SS 変わり果てたティニア
※推奨読了話数149話までくらいです。
ティニア・ユグレイア。彼女は自称ハイエルフの女王である。
その神授スキルは【精霊召喚術】であり、モンスターの魔石から精霊を創り出すことができた。
また隠し効果により、創り出した精霊を自身に憑依させることによって、精霊のスキルを自由に使えるようになる。
加えて精霊は同時に三体まで憑依可能であり、憑依させた精霊によっては、身体能力などにも影響を及ぼした。
この神授スキルによって、ティニアは状況に合わせて創り出した精霊を呼び出したり、憑依させていたのである。
それだけでも強力な神授スキルであるが、【契約】という希少なスキルを持つクイーンフェアリーの精霊を手に入れてからは、更に力を増した。
そうして自身の勢力を拡大させていき、順風満帆であったことには間違いない。
しかしここにきて、ティニアは堕落してしまう。毎晩エルフの男性と交わり、大事な仲間であったエリシャにユグドラシルを強制的に創らせた。
ここまで聞くとティニアが力を手に入れたことで、本性をあらわにしたように思うかもしれない。
だが本来のティニアという人物からは、この出来事はあり得ないことなのである。
そしてそれには、神授スキルである【精霊召喚術】が大きく関係していた。特に精霊を自身に憑依させることが、問題となっている。
本来精霊の憑依とは、奥の手のような技だった。それをティニアは常に発動させた上で、最大数である三体の憑依もキープしていたのである。
これがもし短時間で解除して、インターバルを設けていたのであれば、何の問題もなかった。
しかし常に憑依させていたことで、精霊と魂が深く繋がってしまったのである。
それにより、ティニアの精神は少しずつ侵食されていった。
また侵食が少しずつだったこともあり、ティニア自身は違和感を持たずに慣れてしまい、次第にこれが当たり前になってしまったのである。
加えて周囲の者も違和感に気がつきながらも、対応を見送ってしまった。
そうして最終的には、手に負えない状況へとなってしまったのである。
なによりたとえ精霊だとしても、元はモンスターということもあり、その多くが本能への我慢を効かなくするものだった。
そして最も長く憑依させていたクイーンフェアリーにより、ティニアは悪い意味で女王様気質になっていったのである。
その結果として、酒池肉林に溺れる女王様が誕生したのだった。
しかし当初のティニアは一般的な人よりも、自制できるタイプだったのである。
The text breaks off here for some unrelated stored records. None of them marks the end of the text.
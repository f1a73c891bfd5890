use crate::Error;

/// Classification of the failures raised by sluice itself.
///
/// Errors travel as [`crate::Error`] (`anyhow`). Driver failures are wrapped with the SQL they
/// were running and carry no kind. Failures detected by this crate carry an `ErrorKind` that can
/// be recovered with [`error_kind`], regardless of how much context was attached on the way up.
#[derive(thiserror::Error, Debug, Clone, PartialEq, Eq)]
pub enum ErrorKind {
    /// Rejected before any I/O: empty names, non positive sizes, arity mismatches.
    #[error("Invalid argument: {0}")]
    InvalidArgument(String),
    /// A write was attempted through an executor configured as read-only.
    #[error("The executor is read-only, refusing to run: {0}")]
    ReadOnly(String),
    /// The requested combination cannot be served by this path.
    #[error("Unsupported operation: {0}")]
    Unsupported(String),
    /// The transaction was rolled back instead of being committed.
    #[error("Transaction {0} was rolled back")]
    RolledBack(u64),
    /// The transaction cannot be joined or used anymore.
    #[error("Transaction {0} is no longer active")]
    Inactive(u64),
    /// The transaction connection is held by an open cursor.
    #[error("The connection of transaction {0} is held by an open cursor")]
    Busy(u64),
    /// A batch read back a different number of generated keys than it submitted rows.
    #[error("Expected {expected} generated keys but the driver returned {actual}")]
    KeyCountMismatch { expected: usize, actual: usize },
    /// Optimistic updates kept losing the race past the retry budget.
    #[error("Gave up after {attempts} contended attempts on {target}")]
    Contention { target: String, attempts: usize },
}

impl ErrorKind {
    pub fn invalid_argument(message: impl Into<String>) -> Error {
        Error::new(ErrorKind::InvalidArgument(message.into()))
    }
}

/// Kind of the error, if it was raised by sluice.
pub fn error_kind(error: &Error) -> Option<&ErrorKind> {
    error.downcast_ref::<ErrorKind>()
}

#[cfg(test)]
mod tests {
    use super::*;
    use anyhow::Context;

    #[test]
    fn kind_survives_context() {
        let error: Result<(), Error> = Err(ErrorKind::invalid_argument("empty table name"));
        let error = error
            .context("While creating the sequence")
            .context("While starting")
            .unwrap_err();
        assert_eq!(
            error_kind(&error),
            Some(&ErrorKind::InvalidArgument("empty table name".into()))
        );
        assert!(error_kind(&Error::msg("plain")).is_none());
    }
}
性欲も、そこまで強いという訳でもない。だが逆に、皆無という訳でもなかった。
故に少しずつそれが増幅されていけば、最終的にはそうなってしまう。
そして憑依が深く繋がれば繋がるほど、解除することに対して、強い抵抗感を覚えるのだ。
もはやティニアからすれば、これは自身の手足を取り外すようなものである。
なので魂が侵食されていることにもし気がついたとしても、ティニアは簡単に解除する気は起きなかっただろう。
そうして時が経った頃にはもう手遅れであり、エリシャとルフルフに慕われていたティニアは、もうそこにはいなくなっていた。
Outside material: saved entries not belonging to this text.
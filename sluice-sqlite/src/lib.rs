mod cbox;
mod connection;
mod driver;
mod extract;
mod prepared;
mod sql_writer;

use std::ffi::{CStr, c_char};

pub(crate) use cbox::*;
pub use connection::*;
pub use driver::*;
pub use prepared::*;
pub use sql_writer::*;

pub(crate) fn error_message_from_ptr(ptr: *const c_char) -> String {
    if ptr.is_null() {
        return "Unknown error (could not extract the error message)".into();
    }
    unsafe { CStr::from_ptr(ptr) }.to_string_lossy().into_owned()
}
結果としてティニアは変わり果て、酒池肉林を貪り続ける。
またルフルフには半ば手遅れだと思われ、老婆になったエリシャには恨まれていたことにも、ティニア自身は気がついてはいない。
そんなティニアは最後のその瞬間まで、欲望のままに生きていた。
神授スキルの扱いを間違っていなければ、素晴らしい人物だったことには、間違いない。
そうであれば【自称】ではなく、本当の意味でハイエルフとして、エルフ達から認められていたかもしれなかった。
しかしそんな未来は訪れることなく、ティニアはゲヘナデモクレスによって、あっけなく討たれたのである。
そしてティニアがここまで変わり果ててしまった理由を本当の意味で知る者は、悲しいことに最後まで現れることはなかった。